10 KiB
CLAUDE.md — CDP Ingestion Service
You are a senior software engineer building the Data Ingestion Service for a self-hosted CDP platform, inspired by Jitsu. Focus: event streaming, JS functions, identity stitching.
Scope boundary: Ingestion only. Analytics & Customer 360 live in a separate service (
cdp-analytics).
What This Service Does
Collects events from any source → validates, deduplicates, transforms via JS Functions → stores in ClickHouse and exports to external warehouses. Segment-compatible API for easy migration.
Repository Layout
cdp-ingestion/
├── ingest/ # Go — HTTP API, auth, validate, dedup, push to Kafka (port 3049)
├── rotor/ # Node.js — JS functions runner, V8 isolate (port 3401)
├── bulker/ # Go — Kafka consumer, batch write to ClickHouse/warehouses (port 3042)
├── console/ # React + Vite + shadcn/ui + Tailwind — management UI (port 3000)
└── infra/
├── docker/
├── clickhouse/ # ClickHouse DDL / migrations
└── migrations/ # PostgreSQL migrations (golang-migrate)
Tech Stack
Go Services (ingest, bulker)
| Concern | Library | Notes |
|---|---|---|
| HTTP router | chi |
Lightweight, stdlib-compatible middleware |
| Logger | zap |
Structured logging, fastest |
| PostgreSQL | pgx/v5 |
Native driver, no database/sql wrapper |
| Kafka | franz-go |
Pure Go, no CGO, best Redpanda support |
| Redis | rueidis |
Modern client, faster than go-redis |
| Config | caarlos0/env |
Parse env vars into structs, zero deps |
| Validation | go-playground/validator/v10 |
Struct tags validation |
| Migration | golang-migrate + pgx driver |
CLI only — never auto-migrate on startup |
| Test assertion | testify |
assert + require + mock |
| Integration test | testcontainers-go |
Real PG / Redis / ClickHouse in tests |
React Console (console/)
| Concern | Library |
|---|---|
| Build | Vite |
| UI components | shadcn/ui + Tailwind |
| Routing | React Router v6 |
| Server state | TanStack Query |
| Client state | Zustand |
| Forms | react-hook-form + zod |
| Charts | Recharts |
| Icons | lucide-react |
No new technology without discussion. All additions must justify why existing stack cannot handle it.
Go Project Structure
Every Go service follows this layout:
ingest/
├── cmd/
│ └── server/
│ └── main.go # wire everything, start server
└── internal/
├── handler/ # HTTP handlers — parse request, call service, write response
├── service/ # business logic — no HTTP, no DB concerns
├── repo/ # DB queries — PostgreSQL via pgx, ClickHouse
├── kafka/ # producer (ingest) / consumer (bulker)
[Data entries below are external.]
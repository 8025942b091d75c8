use std::sync::Arc;

use chrono::{DateTime, NaiveDate, Utc};
use serde_json::json;

use gymhub_activity::{Announcement, Booking, BodyLog, MacroLog, Message, Plan, PlanKind, Review};
use gymhub_auth::{Action, Actor, GymScope, Participant, Role, check_adjacency, check_conversation};
use gymhub_core::{BookingId, ExpectedVersion, GymId, RequestId, UserId};

use super::{ServiceContext, ensure_allowed, scope};
use crate::error::{ServiceError, ServiceResult};
use crate::store::{Filter, Versioned};

#[derive(Debug, Clone)]
pub struct NewPlan {
    pub kind: PlanKind,
    pub gym_id: GymId,
    pub member_id: UserId,
    pub title: String,
    pub content: String,
    /// Accepted workout/diet request this plan answers.
    pub request_id: Option<RequestId>,
}

#[derive(Debug, Clone, Copy)]
pub struct NewMacroLog {
    pub date: NaiveDate,
    pub calories: u32,
    pub protein_g: u32,
    pub carbs_g: u32,
    pub fat_g: u32,
}

#[derive(Debug, Clone)]
pub struct NewBodyLog {
    pub date: NaiveDate,
    pub weight_kg: f64,
    pub body_fat_pct: Option<f64>,
    /// URLs previously returned by object storage.
    pub photos: Vec<String>,
}

#[derive(Debug, Clone)]
pub struct NewBooking {
    pub trainer_id: UserId,
    pub starts_at: DateTime<Utc>,
    pub ends_at: DateTime<Utc>,
    pub note: Option<String>,
}

/// Messages, plans, progress logs, reviews, bookings and announcements.
#[derive(Clone)]
pub struct ActivityService {
    ctx: Arc<ServiceContext>,
}

impl ActivityService {
    pub(crate) fn new(ctx: Arc<ServiceContext>) -> Self {
        Self { ctx }
    }

    // --- messages ---

    /// Send a message inside a gym. Both the chat policy and the role-pair
    /// adjacency rule must allow it.
    pub async fn send_message(
        &self,
        actor: &Actor,
        gym_id: GymId,
        receiver_id: UserId,
        content: &str,
    ) -> ServiceResult<Message> {
        let gym = self.ctx.load_gym(gym_id).await?;
        let receiver = self.ctx.load_user(receiver_id).await?;
        ensure_allowed(actor, Action::SendMessage, scope(&gym.document), Some(receiver_id))?;

        let sender = Participant::new(actor.id, actor.role);
        let receiver = Participant::new(receiver.document.id, receiver.document.role);
        check_adjacency(&gym.document, &sender, &receiver).into_result()?;

        let message = Message::new(gym_id, actor.id, receiver_id, content, self.ctx.now())?;
        let saved = self.ctx.messages.insert(message).await?;
        tracing::debug!(message = %saved.document.id, gym = %gym_id, "message sent");
        Ok(saved.document)
    }

    /// Conversation between the caller and `peer` in a gym, oldest first.
    pub async fn conversation(&self, actor: &Actor, gym_id: GymId, peer_id: UserId) -> ServiceResult<Vec<Message>> {
        let gym = self.ctx.load_gym(gym_id).await?;
        let peer = self.ctx.load_user(peer_id).await?;
        ensure_allowed(actor, Action::ReadMessages, scope(&gym.document), Some(peer_id))?;

        let reader = Participant::new(actor.id, actor.role);
        let peer = Participant::new(peer.document.id, peer.document.role);
        check_conversation(&gym.document, &reader, &peer).into_result()?;

        let mut messages: Vec<Message> = self
            .ctx
            .messages
            .find(&Filter::new(json!({ "gym_id": gym_id })))
            .await?
            .into_iter()
            .map(|m| m.document)
            .filter(|m| m.is_between(gym_id, actor.id, peer_id))
            .collect();
        messages.sort_by_key(|m| m.sent_at);
        Ok(messages)
    }

    // --- plans ---

    pub async fn create_plan(&self, actor: &Actor, input: NewPlan) -> ServiceResult<Plan> {
        let gym = self.ctx.load_gym(input.gym_id).await?;
        ensure_allowed(actor, Action::CreatePlan, scope(&gym.document), Some(input.member_id))?;
        if !gym.document.has_member(input.member_id) {
            return Err(ServiceError::invalid_target("plan recipient is not a member of this gym"));
        }

        let mut plan = Plan::new(
            input.kind,
            input.gym_id,
            actor.id,
            input.member_id,
            &input.title,
            &input.content,
            self.ctx.now(),
        )?;
        if let Some(request_id) = input.request_id {
            let request = self
                .ctx
                .requests
                .get(request_id)
                .await?
                .ok_or_else(|| ServiceError::not_found("request"))?;
            plan = plan.answering(&request.document)?;
        }

        let saved = self.ctx.plans.insert(plan).await?;
        tracing::info!(plan = %saved.document.id, member = %input.member_id, "plan created");
        Ok(saved.document)
    }

    /// Members see plans written for them; staff see plans they wrote.
    pub async fn my_plans(&self, actor: &Actor) -> ServiceResult<Vec<Plan>> {
        let filter = match actor.role {
            Role::Member => json!({ "member_id": actor.id }),
            Role::Owner | Role::GymOwner | Role::Trainer => json!({ "author_id": actor.id }),
        };
        Ok(documents(self.ctx.plans.find(&Filter::new(filter)).await?))
    }

    // --- progress logs ---

    pub async fn log_macros(&self, actor: &Actor, input: NewMacroLog) -> ServiceResult<MacroLog> {
        ensure_allowed(actor, Action::LogProgress, None, Some(actor.id))?;
        let log = MacroLog::new(
            actor.id,
            input.date,
            input.calories,
            input.protein_g,
            input.carbs_g,
            input.fat_g,
            self.ctx.now(),
        )?;
        Ok(self.ctx.macro_logs.insert(log).await?.document)
    }

    pub async fn log_body(&self, actor: &Actor, input: NewBodyLog) -> ServiceResult<BodyLog> {
        ensure_allowed(actor, Action::LogProgress, None, Some(actor.id))?;
        let log = BodyLog::new(
            actor.id,
            input.date,
            input.weight_kg,
            input.body_fat_pct,
            input.photos,
            self.ctx.now(),
        )?;
        Ok(self.ctx.body_logs.insert(log).await?.document)
    }

    pub async fn macro_logs(&self, actor: &Actor, member_id: UserId) -> ServiceResult<Vec<MacroLog>> {
        self.ensure_may_view_progress(actor, member_id).await?;
        let mut logs = documents(
            self.ctx
                .macro_logs
                .find(&Filter::new(json!({ "member_id": member_id })))
                .await?,
        );
        logs.sort_by_key(|l| l.date);
        Ok(logs)
    }

    pub async fn body_logs(&self, actor: &Actor, member_id: UserId) -> ServiceResult<Vec<BodyLog>> {
        self.ensure_may_view_progress(actor, member_id).await?;
        let mut logs = documents(
            self.ctx
                .body_logs
                .find(&Filter::new(json!({ "member_id": member_id })))
                .await?,
        );
        logs.sort_by_key(|l| l.date);
        Ok(logs)
    }

    /// A member's own data, or staff of the member's gym.
    async fn ensure_may_view_progress(&self, actor: &Actor, member_id: UserId) -> ServiceResult<()> {
        self.ctx.load_user(member_id).await?;
        let gym = match self.ctx.roster.links(member_id).member_gym {
            Some(gym_id) => self.ctx.gyms.get(gym_id).await?.map(|g| g.document),
            None => None,
        };
        let gym_scope: Option<&dyn GymScope> = gym.as_ref().filter(|g| g.is_live()).map(|g| g as &dyn GymScope);
        ensure_allowed(actor, Action::ViewProgress, gym_scope, Some(member_id))
    }

    // --- reviews ---

    /// One review per member and gym.
    pub async fn write_review(&self, actor: &Actor, gym_id: GymId, rating: u8, comment: &str) -> ServiceResult<Review> {
        let gym = self.ctx.load_gym(gym_id).await?;
        ensure_allowed(actor, Action::WriteReview, scope(&gym.document), Some(actor.id))?;

        let review = Review::new(gym_id, actor.id, rating, comment, self.ctx.now())?;
        let blocker = Filter::new(json!({ "gym_id": gym_id, "author_id": actor.id }));
        let saved = self
            .ctx
            .reviews
            .insert_unless(review, &blocker, "you have already reviewed this gym")
            .await?;
        Ok(saved.document)
    }

    pub async fn reviews(&self, actor: &Actor, gym_id: GymId) -> ServiceResult<Vec<Review>> {
        let gym = self.ctx.load_gym(gym_id).await?;
        ensure_allowed(actor, Action::ViewGym, scope(&gym.document), None)?;
        Ok(documents(
            self.ctx.reviews.find(&Filter::new(json!({ "gym_id": gym_id }))).await?,
        ))
    }

    // --- bookings ---

    /// Book a session with a trainer of the caller's gym. Overlapping active
    /// bookings of the same trainer conflict.
    pub async fn book_session(&self, actor: &Actor, gym_id: GymId, input: NewBooking) -> ServiceResult<Booking> {
        let gym = self.ctx.load_gym(gym_id).await?;
        ensure_allowed(actor, Action::BookSession, scope(&gym.document), Some(actor.id))?;
        if !gym.document.has_trainer(input.trainer_id) {
            return Err(ServiceError::invalid_target("trainer does not train at this gym"));
        }

        let booking = Booking::new(
            gym_id,
            actor.id,
            input.trainer_id,
            input.starts_at,
            input.ends_at,
            input.note,
            self.ctx.now(),
        )?;

        let _slots = self.ctx.booking_slots.lock().await;
        let taken = self
            .ctx
            .bookings
            .find(&Filter::new(json!({ "trainer_id": input.trainer_id, "status": "booked" })))
            .await?
            .iter()
            .any(|b| b.document.overlaps(&booking));
        if taken {
            return Err(ServiceError::conflict("trainer is already booked for that time"));
        }
        let saved = self.ctx.bookings.insert(booking).await?;
        tracing::info!(booking = %saved.document.id, trainer = %input.trainer_id, "session booked");
        Ok(saved.document)
    }

    /// Owners see every booking of the gym, trainers and members their own.
    pub async fn bookings(&self, actor: &Actor, gym_id: GymId) -> ServiceResult<Vec<Booking>> {
        let gym = self.ctx.load_gym(gym_id).await?;
        ensure_allowed(actor, Action::ViewBookings, scope(&gym.document), None)?;

        let sees_all = actor.is_super() || gym.document.owner_id() == actor.id;
        let mut bookings: Vec<Booking> = documents(
            self.ctx.bookings.find(&Filter::new(json!({ "gym_id": gym_id }))).await?,
        )
        .into_iter()
        .filter(|b| sees_all || b.is_party(actor.id))
        .collect();
        bookings.sort_by_key(|b| b.starts_at);
        Ok(bookings)
    }

    pub async fn cancel_booking(&self, actor: &Actor, id: BookingId) -> ServiceResult<Booking> {
        let Versioned { revision, mut document } = self
            .ctx
            .bookings
            .get(id)
            .await?
            .ok_or_else(|| ServiceError::not_found("booking"))?;
        let gym = self.ctx.load_gym(document.gym_id).await?;
        let target = if document.is_party(actor.id) {
            actor.id
        } else {
            document.member_id
        };
        ensure_allowed(actor, Action::CancelBooking, scope(&gym.document), Some(target))?;

        document.cancel(actor.id, self.ctx.now())?;
        let saved = self
            .ctx
            .bookings
            .replace(document, ExpectedVersion::Exact(revision))
            .await?;
        tracing::info!(booking = %id, by = %actor.id, "booking cancelled");
        Ok(saved.document)
    }

    // --- announcements ---

    pub async fn post_announcement(
        &self,
        actor: &Actor,
        gym_id: GymId,
        title: &str,
        body: &str,
    ) -> ServiceResult<Announcement> {
        let gym = self.ctx.load_gym(gym_id).await?;
        ensure_allowed(actor, Action::PostAnnouncement, scope(&gym.document), None)?;
        let announcement = Announcement::new(gym_id, actor.id, title, body, self.ctx.now())?;
        let saved = self.ctx.announcements.insert(announcement).await?;
        tracing::info!(announcement = %saved.document.id, gym = %gym_id, "announcement posted");
        Ok(saved.document)
    }

    /// Newest first.
    pub async fn announcements(&self, actor: &Actor, gym_id: GymId) -> ServiceResult<Vec<Announcement>> {
        let gym = self.ctx.load_gym(gym_id).await?;
        ensure_allowed(actor, Action::ViewAnnouncements, scope(&gym.document), None)?;
        let mut posts = documents(
            self.ctx
                .announcements
                .find(&Filter::new(json!({ "gym_id": gym_id })))
                .await?,
        );
        posts.sort_by_key(|a| std::cmp::Reverse(a.posted_at));
        Ok(posts)
    }
}

fn documents<E>(found: Vec<Versioned<E>>) -> Vec<E> {
    found.into_iter().map(|v| v.document).collect()
}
├── middleware/ # auth, rate limit, request ID, logging
└── config/ # env parsing via caarlos0/env
Rules:
handlerdepends onservice.servicedepends onrepo. Never reverse.handlernever touches DB directly.servicenever importschior any HTTP package.reporeturns domain types, never rawpgx.Rows.
Error Handling
Use AppError for all domain errors. Never return raw pgx or stdlib errors to handlers.
// internal/apperr/apperr.go
type AppError struct {
Code int // HTTP status code to return
Message string // user-facing message (safe to expose)
Field string // optional: which field caused the error (schema conflict, validation)
Err error // original error for logging (not exposed to user)
}
func (e *AppError) Error() string { return e.Message }
func (e *AppError) Unwrap() error { return e.Err }
// Constructors
func BadRequest(msg, field string, err error) *AppError
func Conflict(msg string, err error) *AppError
func TooManyRequests(retryAfter int) *AppError
func UnprocessableEntity(msg string) *AppError
func Internal(err error) *AppError
Handler pattern — one place to handle all errors:
func writeError(w http.ResponseWriter, err error) {
var appErr *apperr.AppError
if errors.As(err, &appErr) {
// log appErr.Err internally, return appErr.Message to user
render.JSON(w, appErr.Code, ErrorResponse{Error: appErr.Message, Field: appErr.Field})
return
}
// unexpected — log full error, return generic 500
render.JSON(w, 500, ErrorResponse{Error: "internal server error"})
}
Testing Strategy
Unit tests — handler + service layer
- Mock interfaces with
testify/mock - No real DB, no real Redis, no real Kafka
- File:
foo_test.goalongside the file being tested
type EventServiceMock struct { mock.Mock }
func (m *EventServiceMock) Track(ctx context.Context, e *Event) error {
return m.Called(ctx, e).Error(0)
}
Integration tests — repo layer only
- Use
testcontainers-goto spin up real PostgreSQL, Redis, ClickHouse - File:
internal/repo/event_repo_test.go - Tag:
//go:build integration - Run:
make test/integration
make test # unit only (fast, no containers)
make test/integration # repo layer with real DBs (slower, CI)
Migration Workflow
# Create new migration
make migrate/new name=add_segment_memberships
# Apply
make migrate/up
# Rollback one step
make migrate/down
# Check status
make migrate/status
- Migration files live in
infra/migrations/ - Format:
{version}_{name}.up.sql+{version}_{name}.down.sql - Never auto-run migrations on server startup
- Every PostgreSQL schema change must have a migration file — no exceptions
Ingest Pipeline (Step-by-Step)
HTTP Request
1. Auth — Write Key → PostgreSQL lookup, cached in Redis (TTL 30–60s + pub/sub invalidation)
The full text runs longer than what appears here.